▶ _TASK ITEM_:
Please repeat the records below exactly, from the first line through the line containing "pub struct AppState", and nothing more.

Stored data
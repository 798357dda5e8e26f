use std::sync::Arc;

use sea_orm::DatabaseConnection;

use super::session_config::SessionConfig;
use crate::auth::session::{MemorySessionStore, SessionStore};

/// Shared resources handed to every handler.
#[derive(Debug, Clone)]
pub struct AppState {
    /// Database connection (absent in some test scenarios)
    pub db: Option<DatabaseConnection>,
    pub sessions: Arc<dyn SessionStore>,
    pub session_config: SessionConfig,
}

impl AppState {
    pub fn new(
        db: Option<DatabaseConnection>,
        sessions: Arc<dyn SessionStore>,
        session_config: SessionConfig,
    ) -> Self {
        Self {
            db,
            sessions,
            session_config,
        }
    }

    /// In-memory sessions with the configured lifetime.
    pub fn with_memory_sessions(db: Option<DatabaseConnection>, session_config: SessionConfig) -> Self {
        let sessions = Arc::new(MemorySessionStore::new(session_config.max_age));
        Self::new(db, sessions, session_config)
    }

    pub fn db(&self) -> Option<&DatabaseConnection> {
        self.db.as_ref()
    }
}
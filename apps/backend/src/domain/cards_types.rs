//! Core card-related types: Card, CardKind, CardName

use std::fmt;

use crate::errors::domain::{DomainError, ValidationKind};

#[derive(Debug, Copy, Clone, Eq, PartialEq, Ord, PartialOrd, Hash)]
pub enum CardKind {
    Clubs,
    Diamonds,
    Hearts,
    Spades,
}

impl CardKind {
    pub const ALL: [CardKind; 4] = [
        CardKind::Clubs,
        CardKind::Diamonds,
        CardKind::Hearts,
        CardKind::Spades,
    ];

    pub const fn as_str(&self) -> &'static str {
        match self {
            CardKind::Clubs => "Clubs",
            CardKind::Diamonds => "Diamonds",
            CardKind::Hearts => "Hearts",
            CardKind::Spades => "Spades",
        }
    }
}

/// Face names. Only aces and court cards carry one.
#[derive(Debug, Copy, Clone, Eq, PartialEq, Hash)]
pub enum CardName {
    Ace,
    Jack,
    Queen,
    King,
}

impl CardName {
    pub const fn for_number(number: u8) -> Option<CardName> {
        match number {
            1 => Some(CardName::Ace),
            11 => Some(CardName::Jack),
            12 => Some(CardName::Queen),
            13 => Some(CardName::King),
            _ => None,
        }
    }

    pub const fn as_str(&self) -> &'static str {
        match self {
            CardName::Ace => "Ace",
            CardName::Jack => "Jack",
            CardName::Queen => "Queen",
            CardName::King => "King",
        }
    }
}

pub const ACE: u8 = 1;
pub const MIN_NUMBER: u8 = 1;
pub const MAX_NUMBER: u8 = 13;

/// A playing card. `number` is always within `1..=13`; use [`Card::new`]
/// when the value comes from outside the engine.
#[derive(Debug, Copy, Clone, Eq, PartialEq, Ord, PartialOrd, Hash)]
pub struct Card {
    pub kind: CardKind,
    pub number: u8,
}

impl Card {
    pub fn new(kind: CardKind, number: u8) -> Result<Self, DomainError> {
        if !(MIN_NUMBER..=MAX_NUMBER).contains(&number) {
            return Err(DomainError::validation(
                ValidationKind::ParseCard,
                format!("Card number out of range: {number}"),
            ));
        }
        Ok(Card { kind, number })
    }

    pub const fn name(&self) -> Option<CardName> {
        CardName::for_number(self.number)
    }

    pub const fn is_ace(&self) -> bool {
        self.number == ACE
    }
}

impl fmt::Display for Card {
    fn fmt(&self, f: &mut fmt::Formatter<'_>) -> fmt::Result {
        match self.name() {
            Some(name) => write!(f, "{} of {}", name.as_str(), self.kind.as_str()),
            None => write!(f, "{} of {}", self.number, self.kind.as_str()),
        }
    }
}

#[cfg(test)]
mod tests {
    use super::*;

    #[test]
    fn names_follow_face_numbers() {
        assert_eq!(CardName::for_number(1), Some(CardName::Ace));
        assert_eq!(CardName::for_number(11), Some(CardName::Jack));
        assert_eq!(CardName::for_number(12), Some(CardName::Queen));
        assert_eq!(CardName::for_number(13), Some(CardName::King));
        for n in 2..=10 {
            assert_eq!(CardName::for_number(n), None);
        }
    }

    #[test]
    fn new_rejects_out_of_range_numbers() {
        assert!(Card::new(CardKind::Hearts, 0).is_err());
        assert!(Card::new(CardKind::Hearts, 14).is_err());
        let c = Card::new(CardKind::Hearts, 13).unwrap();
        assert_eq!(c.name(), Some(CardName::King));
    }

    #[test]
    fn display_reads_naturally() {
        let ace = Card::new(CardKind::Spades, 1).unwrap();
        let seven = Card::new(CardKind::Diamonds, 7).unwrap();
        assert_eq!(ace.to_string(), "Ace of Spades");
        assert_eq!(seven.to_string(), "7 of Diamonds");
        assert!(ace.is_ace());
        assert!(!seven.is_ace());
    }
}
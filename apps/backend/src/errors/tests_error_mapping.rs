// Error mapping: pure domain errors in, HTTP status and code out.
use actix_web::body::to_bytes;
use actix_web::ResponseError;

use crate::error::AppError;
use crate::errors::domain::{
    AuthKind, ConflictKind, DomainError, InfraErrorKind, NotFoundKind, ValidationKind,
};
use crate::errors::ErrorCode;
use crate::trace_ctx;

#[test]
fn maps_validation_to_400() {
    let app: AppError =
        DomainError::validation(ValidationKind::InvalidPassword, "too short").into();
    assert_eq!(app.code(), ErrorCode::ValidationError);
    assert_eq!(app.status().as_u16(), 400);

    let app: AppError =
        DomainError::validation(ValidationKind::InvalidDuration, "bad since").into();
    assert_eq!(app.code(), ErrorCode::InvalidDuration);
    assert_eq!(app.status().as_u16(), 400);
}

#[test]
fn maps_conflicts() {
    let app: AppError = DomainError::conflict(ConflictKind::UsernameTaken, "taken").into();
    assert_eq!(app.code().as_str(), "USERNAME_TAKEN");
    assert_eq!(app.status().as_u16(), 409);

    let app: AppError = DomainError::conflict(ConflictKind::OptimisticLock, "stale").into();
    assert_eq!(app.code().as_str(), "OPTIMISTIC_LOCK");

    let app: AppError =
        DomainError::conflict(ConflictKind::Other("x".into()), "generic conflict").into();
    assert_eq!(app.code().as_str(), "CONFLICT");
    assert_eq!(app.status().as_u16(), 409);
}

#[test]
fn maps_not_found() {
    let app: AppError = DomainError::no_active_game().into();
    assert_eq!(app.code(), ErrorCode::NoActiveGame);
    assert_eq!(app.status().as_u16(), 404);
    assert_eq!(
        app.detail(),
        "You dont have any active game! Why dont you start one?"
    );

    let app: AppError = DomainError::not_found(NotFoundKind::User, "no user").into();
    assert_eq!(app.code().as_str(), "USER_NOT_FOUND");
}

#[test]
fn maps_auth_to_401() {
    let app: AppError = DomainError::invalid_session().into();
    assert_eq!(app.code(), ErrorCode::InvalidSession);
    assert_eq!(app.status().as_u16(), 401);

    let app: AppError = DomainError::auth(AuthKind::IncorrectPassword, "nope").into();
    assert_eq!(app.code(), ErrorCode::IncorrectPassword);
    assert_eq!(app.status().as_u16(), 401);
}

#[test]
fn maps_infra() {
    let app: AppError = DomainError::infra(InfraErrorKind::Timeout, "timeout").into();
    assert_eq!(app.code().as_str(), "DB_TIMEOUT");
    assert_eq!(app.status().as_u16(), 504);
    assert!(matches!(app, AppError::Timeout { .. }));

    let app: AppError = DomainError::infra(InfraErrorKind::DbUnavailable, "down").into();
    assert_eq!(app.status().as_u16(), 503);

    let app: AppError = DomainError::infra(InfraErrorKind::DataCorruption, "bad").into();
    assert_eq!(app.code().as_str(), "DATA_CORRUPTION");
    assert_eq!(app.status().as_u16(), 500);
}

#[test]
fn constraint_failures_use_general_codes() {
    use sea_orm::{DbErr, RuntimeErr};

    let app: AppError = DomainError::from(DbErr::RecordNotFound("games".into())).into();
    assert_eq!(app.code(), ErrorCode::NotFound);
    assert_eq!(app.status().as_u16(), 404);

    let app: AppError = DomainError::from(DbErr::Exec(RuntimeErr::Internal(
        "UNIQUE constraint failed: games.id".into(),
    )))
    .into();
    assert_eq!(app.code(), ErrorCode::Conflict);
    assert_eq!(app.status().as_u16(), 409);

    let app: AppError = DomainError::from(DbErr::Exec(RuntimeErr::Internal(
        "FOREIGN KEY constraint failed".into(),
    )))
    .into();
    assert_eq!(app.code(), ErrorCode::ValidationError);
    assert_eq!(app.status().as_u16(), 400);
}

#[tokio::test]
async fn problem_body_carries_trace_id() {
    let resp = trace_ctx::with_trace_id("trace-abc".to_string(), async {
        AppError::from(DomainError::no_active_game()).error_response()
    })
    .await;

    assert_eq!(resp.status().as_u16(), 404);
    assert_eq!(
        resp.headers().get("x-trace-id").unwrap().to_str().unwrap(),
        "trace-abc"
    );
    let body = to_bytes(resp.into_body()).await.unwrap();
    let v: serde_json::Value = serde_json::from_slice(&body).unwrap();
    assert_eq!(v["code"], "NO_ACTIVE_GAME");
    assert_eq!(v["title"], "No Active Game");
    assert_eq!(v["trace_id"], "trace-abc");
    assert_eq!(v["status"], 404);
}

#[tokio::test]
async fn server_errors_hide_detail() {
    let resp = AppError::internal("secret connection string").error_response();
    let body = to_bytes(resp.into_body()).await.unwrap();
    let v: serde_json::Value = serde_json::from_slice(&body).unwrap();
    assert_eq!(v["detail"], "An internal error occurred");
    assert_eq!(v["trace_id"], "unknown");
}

▶ _SOLVED EXERCISE_:
repository 798357dda5e8e26f
use std::sync::Arc;

use sea_orm::DatabaseConnection;

use super::session_config::SessionConfig;
use crate::auth::session::{MemorySessionStore, SessionStore};

/// Shared resources handed to every handler.
#[derive(Debug, Clone)]
pub struct AppState {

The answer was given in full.